The four men and one woman abandoned their yacht when it got into trouble after leaving the Republic of Ireland en route to Cherbourg in France.

The raft drifted for about 90 miles, before it came into mobile phone range and the crew could raise the alarm.

The crew from the Inis Mil, was treated for exhaustion and dehydration.

Helicopter rescue

The boat's skipper is being detained in hospital overnight for observation, but the other four crew members have been released.

Coastguards said the boat was two-thirds of the way to the Isles of Scilly when the crew members were forced to abandon it.

Search and rescue teams had been looking for the vessel for the past five days after the skipper's wife reported they had not reached their destination of Cherbourg after leaving from Kenmare Bay, County Kerry.

After seven days of being blown around in the 6ft by 4ft life raft, the crew said it spotted windmills on the north Cornwall coast near Padstow.

The crew was then able to use its last working mobile phone to call the coastguards on 999 at 0918 BST.

Coastguards co-ordinating the rescue were then able to use the mobile phone signal to direct a rescue helicopter from RNAS Culdrose.

The crew members were rescued three miles off Trevose Head.

We consider these survivors to be very lucky
Coastguard watch manager Martin Bidmead

The five crew has been named by the Maritime and Coastguard Agency (MCA) as Frenchwoman Stephanie Preux, the owner of the vessel; 56-year-old skipper David Faulkner from Surbiton, London; Mr Faulkner's son, Ian; Australian Bjorn Bjorseth, who is currently on a gap year, and the vessel's previous German owner, Jurgen Hensel.

It is believed the life raft did not have a distress beacon to allow rescuers to pinpoint its position.

Coastguard watch manager Martin Bidmead said: "The weather since they took to the life raft has been quite horrendous, with strong winds and rough seas over the past week.

"We consider these survivors to be very lucky."

The MCA says the ship started taking on water at about 0300 BST on Tuesday 7 September.

Life raft and RNLI crewmen - PA
Lifeboat crewmen Steve Conium and Mike Smith with the life raft
It is believed the main bilge pump failed shortly afterwards.

An MCA spokesman said: "The sea swell started picking up and by 0500 BST they were unable to cope."

Skipper David Faulkner issued a "pan pan" warning - one down from a mayday call on the vessel's VHF radio, but the MCA said the signal was not picked up.

The MCA said: "The crew saw a nearby trawler and fired flares, but presumably they didn't see him.

"Then they started making mayday calls when the situation became impossible."

The MCA said rubber tyres on the deck were lit as a way of creating a smoke signal.

The converted trawler failed to arrive in Cherbourg
The crew abandoned the vessel about 1700 BST on 7 September and took to the life raft, then set fire to the vessel in order to create an attraction.

Mr Faulkner filled the wheelhouse with petrol, put a match to it and was thrown back and singed by the blast.

They then had to paddle away from the vessel to avoid the possibility of the sails which were on fire falling onto them.

The crew had four litres of water, which ran out on Monday, but some food supplies were still available.
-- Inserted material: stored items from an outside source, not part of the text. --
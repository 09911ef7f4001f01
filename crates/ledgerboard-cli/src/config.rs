//! `ledgerboard.toml`: per-workspace settings.

use serde::{Deserialize, Serialize};
use std::fs;
use std::path::{Path, PathBuf};

pub const CONFIG_FILE: &str = "ledgerboard.toml";

#[derive(Debug, Clone, PartialEq, Eq, Serialize, Deserialize)]
#[serde(default)]
pub struct Config {
    /// Author recorded on chain records when `--author` is not given.
    pub author: String,
    /// Default tracing filter; `RUST_LOG` takes precedence.
    pub log_filter: String,
    pub chain_file: String,
    pub projects_file: String,
    pub cards_file: String,
    pub milestones_file: String,
}

impl Default for Config {
    fn default() -> Self {
        Self {
            author: "local".to_string(),
            log_filter: "warn".to_string(),
            chain_file: "chain.jsonl".to_string(),
            projects_file: "projects.jsonl".to_string(),
            cards_file: "cards.jsonl".to_string(),
            milestones_file: "milestones.jsonl".to_string(),
        }
    }
}

impl Config {
    pub fn path(dir: &Path) -> PathBuf {
        dir.join(CONFIG_FILE)
    }

    /// Read the workspace config, or defaults when the file is absent.
    pub fn load(dir: &Path) -> Result<Self, String> {
        let path = Self::path(dir);
        if !path.exists() {
            return Ok(Self::default());
        }
        let content = fs::read_to_string(&path)
            .map_err(|e| format!("failed to read {}: {e}", path.display()))?;
        toml::from_str(&content).map_err(|e| format!("failed to parse {}: {e}", path.display()))
    }

    pub fn to_toml(&self) -> Result<String, String> {
        toml::to_string_pretty(self).map_err(|e| format!("failed to encode config: {e}"))
    }
}

#[cfg(test)]
mod tests {
    use super::*;

    #[test]
    fn partial_file_keeps_defaults() {
        let config: Config = toml::from_str("author = \"alice\"\n").unwrap();
        assert_eq!(config.author, "alice");
        assert_eq!(config.chain_file, "chain.jsonl");
        assert_eq!(config.log_filter, "warn");
    }

    #[test]
    fn encoded_defaults_parse_back() {
        let encoded = Config::default().to_toml().unwrap();
        let parsed: Config = toml::from_str(&encoded).unwrap();
        assert_eq!(parsed, Config::default());
    }

    #[test]
    fn missing_file_yields_defaults() {
        let dir = std::env::temp_dir().join(format!("ledgerboard-config-{}", std::process::id()));
        assert_eq!(Config::load(&dir).unwrap(), Config::default());
    }
}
They also stored urine to drink as an absolute last resort.

The rescue operation involved the Padstow and Newquay lifeboats, and was co-ordinated by coastguards.
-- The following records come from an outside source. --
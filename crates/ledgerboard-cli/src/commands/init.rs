use crate::config::Config;
use crate::support::{Context, exit_with, print_json, yes_no};
use ledgerboard_board::Board;
use serde_json::json;
use std::fs;
use tracing::info;

pub fn run(ctx: &Context) {
    let created_dir = !ctx.dir.exists();
    if created_dir {
        fs::create_dir_all(&ctx.dir).unwrap_or_else(|e| {
            exit_with(format!("failed to create {}: {e}", ctx.dir.display()))
        });
    }
    if !ctx.dir.is_dir() {
        exit_with(format!("not a directory: {}", ctx.dir.display()));
    }

    let config_path = Config::path(&ctx.dir);
    let created_config = !config_path.exists();
    if created_config {
        let body = ctx.config.to_toml().unwrap_or_else(|e| exit_with(e));
        fs::write(&config_path, body).unwrap_or_else(|e| {
            exit_with(format!("failed to write {}: {e}", config_path.display()))
        });
    }

    let chain_path = ctx.chain_path();
    let created_chain = !chain_path.exists();
    if created_chain {
        ctx.save_board_or_exit(&Board::new());
        info!(path = %chain_path.display(), "initialized chain");
    }

    if ctx.json {
        print_json(&json!({
            "action": "init",
            "dir": ctx.dir.display().to_string(),
            "chainPath": chain_path.display().to_string(),
            "createdDir": created_dir,
            "createdConfig": created_config,
            "createdChain": created_chain,
        }));
    } else {
        println!("ledgerboard init");
        println!("  Dir: {} (created: {})", ctx.dir.display(), yes_no(created_dir));
        println!(
            "  Config: {} (created: {})",
            config_path.display(),
            yes_no(created_config)
        );
        println!(
            "  Chain: {} (created: {})",
            chain_path.display(),
            yes_no(created_chain)
        );
    }
}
When we got them out at the landing site at Treliske, their legs certainly didn't want to move
Lt Roger Brook, Winchman, 771 Sqn
The survivors are now at Royal Cornwall Hospital at Treliske, near Truro.
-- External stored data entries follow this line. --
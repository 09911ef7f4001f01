//! Card: a kanban work item, ordered within its project's column.

use chrono::{DateTime, Utc};
use ledgerboard_store::{Entity, IndexSpec};
use serde::{Deserialize, Serialize};
use std::borrow::Cow;

pub const PROJECT_INDEX: &str = "project_id";
/// Index of cards by column id, across projects.
pub const COLUMN_INDEX: &str = "column_id";
/// Positional index of cards within one project's column.
pub const LANE_INDEX: &str = "lane";
pub const ASSIGNEE_INDEX: &str = "assignee_id";
pub const PARENT_INDEX: &str = "parent_id";

/// Key of the positional bucket a card sits in.
///
/// The project id is length-prefixed, so distinct `(project, column)`
/// pairs never share a key whatever characters the ids contain.
pub fn lane_key(project_id: &str, column_id: &str) -> String {
    format!("{}:{project_id}/{column_id}", project_id.len())
}

#[derive(Debug, Clone, PartialEq, Serialize, Deserialize)]
pub struct Card {
    pub id: String,
    pub project_id: String,
    pub column_id: String,
    /// Zero-based position within the project's column.
    #[serde(default)]
    pub position: usize,
    pub title: String,
    #[serde(default, skip_serializing_if = "String::is_empty")]
    pub description: String,
    #[serde(default, skip_serializing_if = "Option::is_none")]
    pub assignee_id: Option<String>,
    #[serde(default, skip_serializing_if = "Option::is_none")]
    pub parent_id: Option<String>,
    pub created_at: DateTime<Utc>,
    pub updated_at: DateTime<Utc>,
}

#[derive(Debug, Clone, Default)]
pub struct CardPatch {
    pub title: Option<String>,
    pub description: Option<String>,
    pub assignee_id: Option<Option<String>>,
    pub column_id: Option<String>,
    pub updated_at: Option<DateTime<Utc>>,
}

impl Entity for Card {
    type Patch = CardPatch;
    const KIND: &'static str = "Card";
    const INDEXES: &'static [IndexSpec] = &[
        IndexSpec::unordered(PROJECT_INDEX),
        IndexSpec::unordered(COLUMN_INDEX),
        IndexSpec::positional(LANE_INDEX),
        IndexSpec::unordered(ASSIGNEE_INDEX),
        IndexSpec::unordered(PARENT_INDEX),
    ];
    const PARENT_INDEX: Option<&'static str> = Some(PARENT_INDEX);

    fn id(&self) -> &str {
        &self.id
    }

    fn index_value(&self, index: &str) -> Option<Cow<'_, str>> {
        match index {
            PROJECT_INDEX => Some(self.project_id.as_str().into()),
            COLUMN_INDEX => Some(self.column_id.as_str().into()),
            LANE_INDEX => Some(lane_key(&self.project_id, &self.column_id).into()),
            ASSIGNEE_INDEX => self.assignee_id.as_deref().map(Cow::from),
            PARENT_INDEX => self.parent_id.as_deref().map(Cow::from),
            _ => None,
        }
    }

    fn position(&self, _index: &str) -> usize {
        self.position
    }

    fn set_position(&mut self, index: &str, position: usize) {
        if index == LANE_INDEX {
            self.position = position;
        }
    }

    fn apply_patch(&mut self, patch: CardPatch) {
        if let Some(title) = patch.title {
            self.title = title;
        }
        if let Some(description) = patch.description {
            self.description = description;
        }
        if let Some(assignee_id) = patch.assignee_id {
            self.assignee_id = assignee_id;
        }
        if let Some(column_id) = patch.column_id {
            self.column_id = column_id;
        }
        if let Some(updated_at) = patch.updated_at {
            self.updated_at = updated_at;
        }
    }
}

/// Input to [`crate::Board::create_card`].
#[derive(Debug, Clone, Default)]
pub struct NewCard {
    /// Generated as `card-N` when absent.
    pub id: Option<String>,
    pub project_id: String,
    pub column_id: String,
    pub title: String,
    pub description: String,
    pub assignee_id: Option<String>,
    pub parent_id: Option<String>,
}

/// Input to [`crate::Board::update_card`]; `None` keeps the current value.
///
/// `assignee_id: Some(None)` clears the assignee.
#[derive(Debug, Clone, Default)]
pub struct CardEdit {
    pub title: Option<String>,
    pub description: Option<String>,
    pub assignee_id: Option<Option<String>>,
}

#[cfg(test)]
mod tests {
    use super::*;

    #[test]
    fn lane_keys_do_not_collide_across_projects() {
        assert_ne!(lane_key("a", "b/c"), lane_key("a/b", "c"));
        assert_ne!(lane_key("1:a", "b"), lane_key("1", "a/b"));
        assert_eq!(lane_key("web", "todo"), lane_key("web", "todo"));
    }
}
Helicopter winchman, Lieutenant Roger Brook from 771 Squadron, said the crew appeared reasonably well under the circumstances.

He said: "They were all dressed in waterproofs and had life jackets on.

"But if you wear the same clothes when you're sitting in water for eight days, you're going to be very uncomfortable.

"When we got them out at the landing site at Treliske, their legs certainly didn't want to move.

"They had great difficulty walking and it will take a while for the circulation to come back."

The former fishing boat, which had been converted into a sailing ketch, is believed to have sunk.

Ian Faulkner's 999 call to coastguards from the raft

The BBC's Rajesh Mirchandani
"Just one day into their journey, the ship started taking in water"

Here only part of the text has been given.